(Excerpted records)

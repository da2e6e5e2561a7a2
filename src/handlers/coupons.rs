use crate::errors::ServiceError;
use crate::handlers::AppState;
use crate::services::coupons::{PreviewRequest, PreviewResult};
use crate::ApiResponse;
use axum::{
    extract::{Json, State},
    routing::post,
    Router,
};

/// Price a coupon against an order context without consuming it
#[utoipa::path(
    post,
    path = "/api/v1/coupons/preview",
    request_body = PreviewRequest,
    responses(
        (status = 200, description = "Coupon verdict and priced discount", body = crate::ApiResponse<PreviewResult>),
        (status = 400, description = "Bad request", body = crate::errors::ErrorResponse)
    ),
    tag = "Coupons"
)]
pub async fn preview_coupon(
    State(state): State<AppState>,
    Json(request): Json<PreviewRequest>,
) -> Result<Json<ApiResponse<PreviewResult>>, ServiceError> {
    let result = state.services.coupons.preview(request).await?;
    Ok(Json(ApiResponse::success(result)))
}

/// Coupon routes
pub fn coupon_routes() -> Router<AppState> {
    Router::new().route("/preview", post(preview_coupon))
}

(End Excerpted records)

§ Exercise goal: Please copy every line of the material that contains the word "path".

§ Output below:
#[utoipa::path(
    path = "/api/v1/coupons/preview",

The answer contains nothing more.